Francisco Cruz

Francisco Cruz

Abogado y Embajador de Chile en Panamá

Opinión

Retos de nuestra política exterior en Centroamérica


La subregión centroamericana representa para Chile un espacio relevante para potenciar nuestro liderazgo regional y global.

Al incremento del comercio internacional (sólo con Panamá, por ejemplo, en los últimos cinco años la balanza comercial se ha multiplicado 11 veces y doblado el flujo de exportaciones FOB en bienes), se suma el rol de plataforma hacia terceros mercados y la posibilidad de generar asociaciones “paretianas” entre nuestras Pymes que pueden conectar con industrias locales de similar tamaño y segmentación.

De hecho América Central, ha sido un espacio destacado para el desarrollo de las denominadas “multilatinas” o “translativas”, esto es empresas multinacionales de capital eminentemente latinoamericano. Según CEPAL, las empresas “translativas” representan hasta el 20% de la Inversión Extranjera Directa (IED) en Centroamérica particularmente en sectores de recursos naturales y manufacturas.

Por su parte, la cooperación también ha cambiado el estado de las cosas. Hoy no sólo hay transferencia técnica y programas de asistencia sino que hemos construido sinergias para un modelo triangular que ha permitido adicionar capacidades institucionales con impacto en políticas públicas de otros países. Lo ocurrido en el I Foro SICA- CHILE, celebrado hace unos meses en Santiago, en materia de seguridad para la Región es un ejemplo de aquello.

Y es que en general existe una amplia gama de temas comunes con oferta exportable: Sistema de Alta Dirección Pública (ADP) para reclutar talentos del sector privado y promover la movilidad por competencia en el Estado; políticas de concesión en modelos de Asociación Público Privada (APP) en infraestructura portuaria, vial y carcelaria; consolidación de gobiernos corporativos en empresas públicas y nuevo modelo adversarial con oralidad e inmediación en la justicia penal.

La cooperación es un acto de realismo, pero además una manifestación de complicidades globales. Con Centroamérica el binomio de ambas  es virtuoso y prospectivo. De este modo debiéramos enfrentar juntos los desafíos ODS 2030 aprovechando similar taxonomía en el tamaño de nuestras economías y construir aproximaciones compartidas en el enfoque de nuestra relación con el Asia-Pacífico.

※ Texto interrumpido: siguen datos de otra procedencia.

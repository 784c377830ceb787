use serde::Deserialize;
use std::collections::HashMap;

#[derive(Debug, Deserialize, Clone, Default)]
pub struct AppConfig {
    #[serde(default)]
    pub server: ServerSettings,
    #[serde(default)]
    pub store: StoreSettings,
    #[serde(default)]
    pub templates: TemplateSettings,
}

#[derive(Debug, Deserialize, Clone)]
pub struct ServerSettings {
    #[serde(default = "default_addr")]
    pub addr: String,
}

impl Default for ServerSettings {
    fn default() -> Self {
        Self {
            addr: default_addr(),
        }
    }
}

#[derive(Debug, Deserialize, Clone, Copy, PartialEq, Eq, Default)]
#[serde(rename_all = "lowercase")]
pub enum StoreKind {
    Postgres,
    #[default]
    Mock,
}

#[derive(Debug, Deserialize, Clone)]
pub struct StoreSettings {
    #[serde(default)]
    pub kind: StoreKind,
    pub url: Option<String>,
    #[serde(default = "default_table")]
    pub table: String,
    #[serde(default = "default_max_connections")]
    pub max_connections: u32,
    #[serde(default = "default_acquire_timeout_secs")]
    pub acquire_timeout_secs: u64,
}

impl Default for StoreSettings {
    fn default() -> Self {
        Self {
            kind: StoreKind::default(),
            url: None,
            table: default_table(),
            max_connections: default_max_connections(),
            acquire_timeout_secs: default_acquire_timeout_secs(),
        }
    }
}

#[derive(Debug, Deserialize, Clone, Default)]
pub struct TemplateSettings {
    /// Directory of `<name>.sql` files overriding the built-in templates
    pub dir: Option<String>,
}

fn default_addr() -> String {
    "0.0.0.0:8080".to_string()
}

fn default_table() -> String {
    "companies".to_string()
}

fn default_max_connections() -> u32 {
    5
}

fn default_acquire_timeout_secs() -> u64 {
    10
}

pub fn load_app_config() -> anyhow::Result<AppConfig> {
    let settings = config::Config::builder()
        .add_source(config::File::with_name("config/dashboard").required(false))
        .add_source(config::Environment::with_prefix("DASHBOARD").separator("__"))
        .build()?;

    Ok(settings.try_deserialize()?)
}

/// Replace every `{{NAME}}` placeholder in a template
pub fn substitute_placeholders(template: &str, vars: &HashMap<&str, String>) -> String {
    let mut result = template.to_string();
    for (key, value) in vars {
        let placeholder = format!("{{{{{}}}}}", key);
        result = result.replace(&placeholder, value);
    }
    result
}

Debemos saber leer algunos datos: China mantiene relaciones diplomáticas y comerciales, con Costa Rica y ahora Panamá. Por su parte China, Chile y Japón son usuarios Top 5 del Canal de Panamá por donde transita gran parte de nuestro comercio internacional. En este contexto la tendencia de alianzas, fusiones y consolidaciones en el sector naviero pasa necesariamente por la industria asiática y trae como reto aprovechar mejor las inversiones en zonas portuarias, generar cadenas de valor en operaciones de transbordo y reconfigurar las rutas interoceánicas para optimizar el flujo exportador y los márgenes del negocio. Sumemos además el hecho que el 63.8% de exportaciones totales de Chile tienen como destino economías APEC. 

Adelantar tendencias globales e innovar permanentemente debiera ser un imperativo. Los ciclos exportadores ya no son lineales sino conectables y dinámicos y en este sentido indexar industria y servicios nacionales a mega proyectos extranjeros que provienen de nuestros vecinos virtuales del Asia, nos permitiría construir economías de escala en la inversión centroamericana movilizando capital chileno.

Miremos además con atención que las estructuras de negocios cambian constantemente hacia un modelo de servicios comerciales globales en donde los polos de generación, deslocalización y prestación están por definición orientados a complementar capacidades asimétricas entre Asia y Latinoamérica.

El protagonismo de Chile en este cambio de paradigma será decisivo para seguir marcando pauta desde el continente en la relación hacia el Asia-Pacífico.

Abogamos por un Regionalismo Abierto de Segunda Generación que aproveche externalidades subregionales en Centroamérica y las incorpore como un activo con efecto multiplicador de nuestra política exterior, más allá del multilateralismo, con miras a una agenda estratégica y global.